##### RECORD SET

//! Isolation forest over a single column

use crate::error::{FeatForgeError, Result};
use rand::Rng;
use rand::SeedableRng;
use rand_chacha::ChaCha8Rng;
use serde::{Deserialize, Serialize};

/// One isolation tree. Splits are random thresholds on the value range;
/// isolation depth estimates how anomalous a value is.
#[derive(Debug, Clone, Serialize, Deserialize)]
enum IsolationTree {
    Internal {
        threshold: f64,
        left: Box<IsolationTree>,
        right: Box<IsolationTree>,
    },
    External {
        size: usize,
    },
}

impl IsolationTree {
    fn build(values: &[f64], height: usize, max_height: usize, rng: &mut ChaCha8Rng) -> Self {
        let n = values.len();
        if height >= max_height || n <= 1 {
            return IsolationTree::External { size: n };
        }

        let min_val = values.iter().cloned().fold(f64::INFINITY, f64::min);
        let max_val = values.iter().cloned().fold(f64::NEG_INFINITY, f64::max);
        if (max_val - min_val).abs() < 1e-12 {
            return IsolationTree::External { size: n };
        }

        let threshold = rng.gen_range(min_val..max_val);
        let (left_vals, right_vals): (Vec<f64>, Vec<f64>) =
            values.iter().partition(|&&v| v < threshold);

        if left_vals.is_empty() || right_vals.is_empty() {
            return IsolationTree::External { size: n };
        }

        IsolationTree::Internal {
            threshold,
            left: Box::new(Self::build(&left_vals, height + 1, max_height, rng)),
            right: Box::new(Self::build(&right_vals, height + 1, max_height, rng)),
        }
    }

    fn path_length(&self, value: f64, height: usize) -> f64 {
        match self {
            IsolationTree::External { size } => height as f64 + Self::c(*size),
            IsolationTree::Internal {
                threshold,
                left,
                right,
            } => {
                if value < *threshold {
                    left.path_length(value, height + 1)
                } else {
                    right.path_length(value, height + 1)
                }
            }
        }
    }

    /// Average path length of an unsuccessful BST search:
    /// c(n) = 2 H(n-1) - 2(n-1)/n
    fn c(n: usize) -> f64 {
        if n <= 1 {
            0.0
        } else if n == 2 {
            1.0
        } else {
            let n_f = n as f64;
            2.0 * ((n_f - 1.0).ln() + 0.577_215_664_9) - 2.0 * (n_f - 1.0) / n_f
        }
    }
}

/// Isolation forest anomaly detector for one numeric column.
#[derive(Debug, Clone, Serialize, Deserialize)]
pub struct IsolationForest {
    n_estimators: usize,
    max_samples: usize,
    contamination: f64,
    seed: u64,
    trees: Option<Vec<IsolationTree>>,
    threshold: Option<f64>,
    samples_per_tree: Option<usize>,
}

impl IsolationForest {
    pub fn new(contamination: f64) -> Self {
        Self {
            n_estimators: 100,
            max_samples: 256,
            contamination: contamination.clamp(0.0, 0.5),
            seed: 42,
            trees: None,
            threshold: None,
            samples_per_tree: None,
        }
    }

    pub fn with_n_estimators(mut self, n: usize) -> Self {
        self.n_estimators = n.max(1);
        self
    }

    pub fn with_seed(mut self, seed: u64) -> Self {
        self.seed = seed;
        self
    }

    /// Fit on the non-null values of a column and derive the decision
    /// threshold from the contamination ratio.
    pub fn fit(&mut self, values: &[f64]) -> Result<()> {
        if values.is_empty() {
            return Err(FeatForgeError::DataError(
                "cannot fit isolation forest on an empty column".to_string(),
            ));
        }

        let n = values.len();
        let samples_per_tree = self.max_samples.min(n);
        let max_height = (samples_per_tree as f64).log2().ceil() as usize;
        let mut rng = ChaCha8Rng::seed_from_u64(self.seed);

        let trees: Vec<IsolationTree> = (0..self.n_estimators)
            .map(|_| {
                let sample: Vec<f64> = (0..samples_per_tree)
                    .map(|_| values[rng.gen_range(0..n)])
                    .collect();
                IsolationTree::build(&sample, 0, max_height, &mut rng)
            })
            .collect();

        self.trees = Some(trees);
        self.samples_per_tree = Some(samples_per_tree);

        let scores = self.score_samples(values)?;
        let mut sorted: Vec<f64> = scores.clone();
        sorted.sort_by(|a, b| b.partial_cmp(a).unwrap_or(std::cmp::Ordering::Equal));
        let cutoff_idx = ((self.contamination * n as f64) as usize).min(n - 1);
        self.threshold = Some(sorted[cutoff_idx]);

        Ok(())
    }

    /// Anomaly score in (0, 1]; higher means more anomalous.
    pub fn score_samples(&self, values: &[f64]) -> Result<Vec<f64>> {
        let trees = self.trees.as_ref().ok_or(FeatForgeError::NotFitted)?;
        let c_n = IsolationTree::c(self.samples_per_tree.unwrap_or(256));

        Ok(values
            .iter()
            .map(|&v| {
                let avg_path: f64 = trees
                    .iter()
                    .map(|tree| tree.path_length(v, 0))
                    .sum::<f64>()
                    / trees.len() as f64;
                2.0_f64.powf(-avg_path / c_n)
            })
            .collect())
    }

    /// Outlier flags for each value (true = anomalous).
    pub fn predict(&self, values: &[f64]) -> Result<Vec<bool>> {
        let threshold = self.threshold.ok_or(FeatForgeError::NotFitted)?;
        let scores = self.score_samples(values)?;
        Ok(scores.into_iter().map(|s| s >= threshold).collect())
    }
}

#[cfg(test)]
mod tests {
    use super::*;

    #[test]
    fn test_flags_extreme_values() {
        let mut values: Vec<f64> = (0..100).map(|i| (i % 10) as f64).collect();
        values.push(500.0);
        values.push(-400.0);

        let mut forest = IsolationForest::new(0.05).with_seed(7);
        forest.fit(&values).unwrap();

        let scores = forest.score_samples(&values).unwrap();
        assert!(scores[100] > scores[0]);
        assert!(scores[101] > scores[0]);

        let flags = forest.predict(&values).unwrap();
        assert!(flags[100]);
        assert!(flags[101]);
    }

    #[test]
    fn test_deterministic_under_seed() {
        let values: Vec<f64> = (0..60).map(|i| (i as f64).sin() * 3.0).collect();

        let mut a = IsolationForest::new(0.1).with_seed(11);
        let mut b = IsolationForest::new(0.1).with_seed(11);
        a.fit(&values).unwrap();
        b.fit(&values).unwrap();

        assert_eq!(
            a.score_samples(&values).unwrap(),
            b.score_samples(&values).unwrap()
        );
    }
}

##########

- TASK GOAL -
Filter the entries above down to the lines that contain the word "Result".

- ANSWER SPACE -
use crate::error::{FeatForgeError, Result};
    pub fn fit(&mut self, values: &[f64]) -> Result<()> {
    pub fn score_samples(&self, values: &[f64]) -> Result<Vec<f64>> {
    pub fn predict(&self, values: &[f64]) -> Result<Vec<bool>> {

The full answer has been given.